Technologically we can design filters with very narrow bandwidths - certainly MUCH narrower than the human eye/brain can achieve. If we take the eye and colour as the example, there are devices that can identify millions of individual colours in the visible spectrum whereas the human eye could only achieve (say) 16 different shade of any one colour.
There are online 'eye colour recognition' programs around that can show how good 'your' eyes are at discerning colours/shades - try to find one and have a go! Then Google 'digital colour detector' and you'll find the likes of 16-bit resolution devices that can identify (literally) MILLIONS of individual colours.
back to radio - the only difference between colours and radio is that you can't see the radio signal but the human ear can pick out individual signals even if they overlap - that's something the human brain is actually better at than digital processors. But we can make filters that limit the passband and filters of sub 100Hz are readily available.
Divide that 100Hz across even just the HF radio spectrum (DC to 30MHz) and you've got 300,000 'channels' right there. But the channels usefulness is limited by it's bandwidth as the data it carries requires 'bandwidth' to work - the more complex the data the wider the channel needs to be. Morse code requires (theoretically) zero bandwidth so you could get an infinite number of such channels however data (sent as morse code) is limited in speed/content. Analog TV signals require around 6MHz of bandwidth so you are limited (again) in how many channels can fit in a given space unless they 'overlap' - at which point, as
@davenn points out, you get interference and the data content is corrupted.
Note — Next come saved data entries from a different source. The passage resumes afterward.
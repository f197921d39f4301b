//! Owned copy of the module's self-description.

use std::ffi::{CStr, c_char};

use tether_abi::{ABI_VERSION, ManifestFFI, OperationFFI, TypeTag};

/// Upper bound on exported operations; anything larger is treated as corruption.
const MAX_OPERATIONS: usize = 1024;

/// Upper bound on parameters per operation.
const MAX_PARAMS: usize = 64;

/// What the native module says it exports.
#[derive(Debug, Clone, PartialEq, Eq)]
pub struct ModuleManifest {
    /// ABI revision the module was built against.
    pub abi_version: u32,
    /// Module name.
    pub name: String,
    /// Module version.
    pub version: String,
    /// Exported operations in manifest order.
    pub operations: Vec<OperationDescriptor>,
}

/// One exported operation's signature.
#[derive(Debug, Clone, PartialEq, Eq)]
pub struct OperationDescriptor {
    /// Operation name.
    pub name: String,
    /// Parameter types in order.
    pub params: Vec<TypeTag>,
    /// Return type.
    pub ret: TypeTag,
    /// Whether the operation can report a call failure.
    pub fallible: bool,
}

impl ModuleManifest {
    /// A manifest at the host's ABI revision.
    #[must_use]
    pub fn new(
        name: impl Into<String>,
        version: impl Into<String>,
        operations: Vec<OperationDescriptor>,
    ) -> Self {
        Self {
            abi_version: ABI_VERSION,
            name: name.into(),
            version: version.into(),
            operations,
        }
    }

    /// Look up an operation by name.
    #[must_use]
    pub fn operation(&self, name: &str) -> Option<&OperationDescriptor> {
        self.operations.iter().find(|op| op.name == name)
    }

    /// Copy a raw manifest into owned memory.
    ///
    /// # Errors
    ///
    /// Returns a description of the first malformed field.
    ///
    /// # Safety
    ///
    /// `raw` must be null or point at a [`ManifestFFI`] whose pointers are
    /// valid for the lifetime of the loaded library.
    pub unsafe fn from_raw(raw: *const ManifestFFI) -> Result<Self, String> {
        // SAFETY: null or valid per the caller contract.
        let Some(raw) = (unsafe { raw.as_ref() }) else {
            return Err("manifest pointer is null".to_owned());
        };

        // SAFETY: the caller guarantees the string pointers are valid.
        let name = unsafe { read_cstr(raw.name, "module name") }?;
        let version = unsafe { read_cstr(raw.version, "module version") }?;

        if raw.operation_count > MAX_OPERATIONS {
            return Err(format!(
                "operation count {} exceeds the limit of {MAX_OPERATIONS}",
                raw.operation_count
            ));
        }
        let ops: &[OperationFFI] = if raw.operation_count == 0 {
            &[]
        } else if raw.operations.is_null() {
            return Err("operation table is null".to_owned());
        } else {
            // SAFETY: non-null, bounded count, valid per the caller contract.
            unsafe { std::slice::from_raw_parts(raw.operations, raw.operation_count) }
        };

        let operations = ops
            .iter()
            // SAFETY: each entry lives in the same static table.
            .map(|op| unsafe { OperationDescriptor::from_raw(op) })
            .collect::<Result<Vec<_>, _>>()?;

        Ok(Self {
            abi_version: raw.abi_version,
            name,
            version,
            operations,
        })
    }
}

impl OperationDescriptor {
    /// # Safety
    ///
    /// `raw`'s pointers must be valid (see [`ModuleManifest::from_raw`]).
    unsafe fn from_raw(raw: &OperationFFI) -> Result<Self, String> {
        // SAFETY: forwarded caller contract.
        let name = unsafe { read_cstr(raw.name, "operation name") }?;

        if raw.param_count > MAX_PARAMS {
            return Err(format!(
                "operation `{name}` declares {} parameters, limit is {MAX_PARAMS}",
                raw.param_count
            ));
        }
        let raw_params: &[u32] = if raw.param_count == 0 {
            &[]
        } else if raw.params.is_null() {
            return Err(format!("operation `{name}` has a null parameter table"));
        } else {
            // SAFETY: non-null, bounded count, valid per the caller contract.
            unsafe { std::slice::from_raw_parts(raw.params, raw.param_count) }
        };

        let decode = |tag: u32| {
            TypeTag::from_raw(tag)
                .ok_or_else(|| format!("operation `{name}` uses unknown type tag {tag}"))
        };
        let params = raw_params
            .iter()
            .map(|&tag| decode(tag))
            .collect::<Result<Vec<_>, _>>()?;
        let ret = decode(raw.ret)?;

        Ok(Self {
            name,
            params,
            ret,
            fallible: raw.fallible,
        })
    }
}

/// # Safety
///
/// `ptr` must be null or point at a NUL-terminated string.
unsafe fn read_cstr(ptr: *const c_char, what: &str) -> Result<String, String> {
    if ptr.is_null() {
        return Err(format!("{what} is null"));
    }
    // SAFETY: non-null and NUL-terminated per the caller contract.
    let s = unsafe { CStr::from_ptr(ptr) };
    s.to_str()
        .map(str::to_owned)
        .map_err(|e| format!("{what} is not UTF-8: {e}"))
}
Modulation techniques often use encryption to compress the data being transmitted - which is why there are now more digital TV channels than analog - but the complexity of modulation is proportional to the complexity of the equipment needed to decode it. I'm sure quantum computing will increase the number of available channels (overall) but that's progress for you. Once upon a time we only had basic radio and a handful of signals but as technology progressed we increased that exponentially - and continue to do so.